Com a autoestima abalada, após um diagnóstico positivo de um câncer de mama, uma moradora do bairro da Jaqueira, em Itabela, Adelina Pereira dos Santos de 64 anos, depara a gora com outro problema, há demora no atendimento pelo sistema de saúde da secretaria municipal do município.
Com o já diagnosticado câncer de mama, doença que faz mais de 10 mil vítimas fatais anuais, segundo dados do Ministério da Saúde, a dona de casa está cada dia mais abalada.
A dona de casa que mora com suas filhas em uma casa simples na rua do cedim, alega que desde que descobriu a doença vem tentando sem sucesso uma vaga para iniciar o tratamento.
“A atendente do hospital falou que tinha que ser marcado pela central de marcação do munícipio, já se passaram 6 messes e nada. Aqui nem os agentes de saúde tem passado, quando vou procurar mandam eu esperar aparecer a vaga, disse.

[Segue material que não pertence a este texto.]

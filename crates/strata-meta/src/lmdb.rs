//! LMDB-backed metadata cache.
//!
//! Two named databases in one environment:
//! - `datasets`: `root \0 path` → JSON `DatasetMeta`
//! - `roots`: root name → JSON `RootRecord`
//!
//! Readers use MVCC snapshots and never block each other or the writer.
//! LMDB admits one write transaction at a time, so every read-modify-write
//! on a dataset record is serialized.

use std::path::Path;

use chrono::{DateTime, Utc};
use heed::types::{SerdeJson, Str};
use heed::{Database, Env, EnvOpenOptions};
use tracing::debug;

use crate::{DatasetId, DatasetMeta, Result, RootRecord};

/// Metadata cache backed by LMDB
#[derive(Clone)]
pub struct MetaCache {
    env: Env,
    datasets: Database<Str, SerdeJson<DatasetMeta>>,
    roots: Database<Str, SerdeJson<RootRecord>>,
}

impl MetaCache {
    /// Default LMDB map size: 1GB (expandable)
    const DEFAULT_MAP_SIZE: usize = 1024 * 1024 * 1024;

    /// Maximum readers
    const MAX_READERS: u32 = 256;

    /// Open or create the cache at the given directory.
    pub fn open<P: AsRef<Path>>(path: P) -> Result<Self> {
        let path = path.as_ref();
        std::fs::create_dir_all(path)?;

        // SAFETY: the environment directory is owned by this process's cache
        // and is not opened twice with different options.
        let env = unsafe {
            EnvOpenOptions::new()
                .map_size(Self::DEFAULT_MAP_SIZE)
                .max_readers(Self::MAX_READERS)
                .max_dbs(2)
                .open(path)?
        };

        let mut wtxn = env.write_txn()?;
        let datasets = env.create_database(&mut wtxn, Some("datasets"))?;
        let roots = env.create_database(&mut wtxn, Some("roots"))?;
        wtxn.commit()?;

        debug!("Opened metadata cache at {:?}", path);

        Ok(Self {
            env,
            datasets,
            roots,
        })
    }

    /// Get a dataset record
    pub fn get(&self, id: &DatasetId) -> Result<Option<DatasetMeta>> {
        let rtxn = self.env.read_txn()?;
        Ok(self.datasets.get(&rtxn, &id.key())?)
    }

    /// Insert or replace a dataset record
    pub fn put(&self, id: &DatasetId, meta: &DatasetMeta) -> Result<()> {
        meta.validate()?;
        let mut wtxn = self.env.write_txn()?;
        self.datasets.put(&mut wtxn, &id.key(), meta)?;
        wtxn.commit()?;
        debug!(dataset = %id, "Stored dataset metadata");
        Ok(())
    }

    /// Record a successful probe that found the origin unchanged.
    ///
    /// Updates `origin_mtime` and `probed_at` but leaves `cached_at` alone, so
    /// chunks fetched in the current epoch stay valid. Returns false if the
    /// dataset has no record.
    pub fn touch_mtime(
        &self,
        id: &DatasetId,
        probed_mtime: DateTime<Utc>,
        probed_at: DateTime<Utc>,
    ) -> Result<bool> {
        let key = id.key();
        let mut wtxn = self.env.write_txn()?;
        let Some(mut meta) = self.datasets.get(&wtxn, &key)? else {
            return Ok(false);
        };
        meta.origin_mtime = probed_mtime;
        meta.probed_at = probed_at;
        self.datasets.put(&mut wtxn, &key, &meta)?;
        wtxn.commit()?;
        Ok(true)
    }

    /// Flag or unflag a dataset as deleted at the origin. Returns false if absent.
    pub fn set_deleted(&self, id: &DatasetId, deleted: bool) -> Result<bool> {
        let key = id.key();
        let mut wtxn = self.env.write_txn()?;
        let Some(mut meta) = self.datasets.get(&wtxn, &key)? else {
            return Ok(false);
        };
        if meta.deleted != deleted {
            meta.deleted = deleted;
            self.datasets.put(&mut wtxn, &key, &meta)?;
            wtxn.commit()?;
        }
        Ok(true)
    }

    /// Remove a dataset record
    pub fn remove(&self, id: &DatasetId) -> Result<bool> {
        let mut wtxn = self.env.write_txn()?;
        let removed = self.datasets.delete(&mut wtxn, &id.key())?;
        wtxn.commit()?;
        Ok(removed)
    }

    /// All cached dataset records of a root, ordered by path
    pub fn datasets_in_root(&self, root: &str) -> Result<Vec<(DatasetId, DatasetMeta)>> {
        let rtxn = self.env.read_txn()?;
        let prefix = format!("{}\0", root);
        let mut result = Vec::new();
        for item in self.datasets.prefix_iter(&rtxn, &prefix)? {
            let (key, meta) = item?;
            let path = &key[prefix.len()..];
            result.push((DatasetId::new(root, path), meta));
        }
        Ok(result)
    }

    /// Get a root record
    pub fn get_root(&self, name: &str) -> Result<Option<RootRecord>> {
        let rtxn = self.env.read_txn()?;
        Ok(self.roots.get(&rtxn, name)?)
    }

    /// Insert or replace a root record
    pub fn put_root(&self, root: &RootRecord) -> Result<()> {
        let mut wtxn = self.env.write_txn()?;
        self.roots.put(&mut wtxn, &root.name, root)?;
        wtxn.commit()?;
        Ok(())
    }

    /// Remove a root record
    pub fn remove_root(&self, name: &str) -> Result<bool> {
        let mut wtxn = self.env.write_txn()?;
        let removed = self.roots.delete(&mut wtxn, name)?;
        wtxn.commit()?;
        Ok(removed)
    }

    /// All root records, ordered by name
    pub fn roots(&self) -> Result<Vec<RootRecord>> {
        let rtxn = self.env.read_txn()?;
        let mut result = Vec::new();
        for item in self.roots.iter(&rtxn)? {
            let (_, root) = item?;
            result.push(root);
        }
        Ok(result)
    }

    /// Sync/flush LMDB to disk
    pub fn sync(&self) -> Result<()> {
        self.env.force_sync()?;
        Ok(())
    }
}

“Quando eu recebi o diagnóstico, chorei tudo que tinha que chorar e nunca me perguntei porque aquilo estava acontecendo comigo. O meu pensamento era: se aconteceu, vamos tratar” - mais estou tendo muita dificuldades em ter acesso ao tratamento.
De acordo com um profissional de saúde procurado pela reportagem do Site Giro e Noticias, quando mais for demorado o início do tratamento, fica mais complicada a cura do paciente. “Não é emergência, mas é uma questão que tem que ser tratada com responsabilidade. Alguns casos tem evolução lenta, mas outros evoluem rapidamente e podemos perder a chance de cura.”, afirmou.
No dia 22 de maio de 2013 entrou em vigor a ‘Lei 12.732/12, que estabelece prazo de 60 dias para início de tratamento de câncer pelo SUS. A partir desta data hospitais públicos e privados conveniados com o SUS estão obrigados a iniciar no prazo de dois meses o tratamento de pacientes com câncer depois de diagnosticado. Quem não cumprir o prazo pode sofrer sanções como, por exemplo, o corte de recursos públicos. Essa Lei busca a agilidade no atendimento para que possamos ter o objetivo que é a cura dos pacientes
Para ajudar estados e municípios a gerir os serviços oncológicos da rede pública, o ministro da Saúde, anunciou, a criação do Sistema de Informação do Câncer (Siscan). O software, disponibilizado gratuitamente para as secretarias de Saúde, vai reunir o histórico do paciente e do tratamento.
Na ocasião, o ministro alertou que estados e municípios que não implantarem o sistema terão suspensos os repasses feitos para atendimento oncológico. Com o objetivo de acompanhar o processo de implantação do Siscan e a execução de planos regionais de oncologia, uma comissão de monitoramento, de caráter permanente, visitará hospitais que atendem pelo SUS. O grupo vai avaliar as condições de funcionamento e a capacidade de oferecer atendimento oncológico com agilidade.